Stored data
/// Blog Service Library
///
/// Backend core for the blogging platform: users publish posts, file them
/// under groups, comment, and follow other authors; listing views are
/// paginated and the home feed payload is cached with write-triggered
/// invalidation.
///
/// # Modules
///
/// - `handlers`: HTTP request handlers, one per user-facing action
/// - `models`: Entity structs and eager-loaded row shapes
/// - `db`: Repositories over PostgreSQL (sqlx)
/// - `forms`: Explicit per-entity form validators
/// - `pagination`: Fixed-size page windows with clamping
/// - `cache`: The Redis-backed index page entry
/// - `render`: Render and redirect instruction helpers
/// - `middleware`: Gateway identity header handling
/// - `error`: Error types and HTTP mapping
/// - `config`: Configuration management
pub mod cache;
pub mod config;
pub mod db;
pub mod error;
pub mod forms;
pub mod handlers;
pub mod middleware;
pub mod models;
pub mod pagination;
pub mod render;

pub use config::Config;
pub use error::{AppError, Result};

▶ **WHAT YOU WILL DO**
Within the entries above, work out the number of lines that include the string "models" and give only that.

▶ **TASK RESPONSE**
2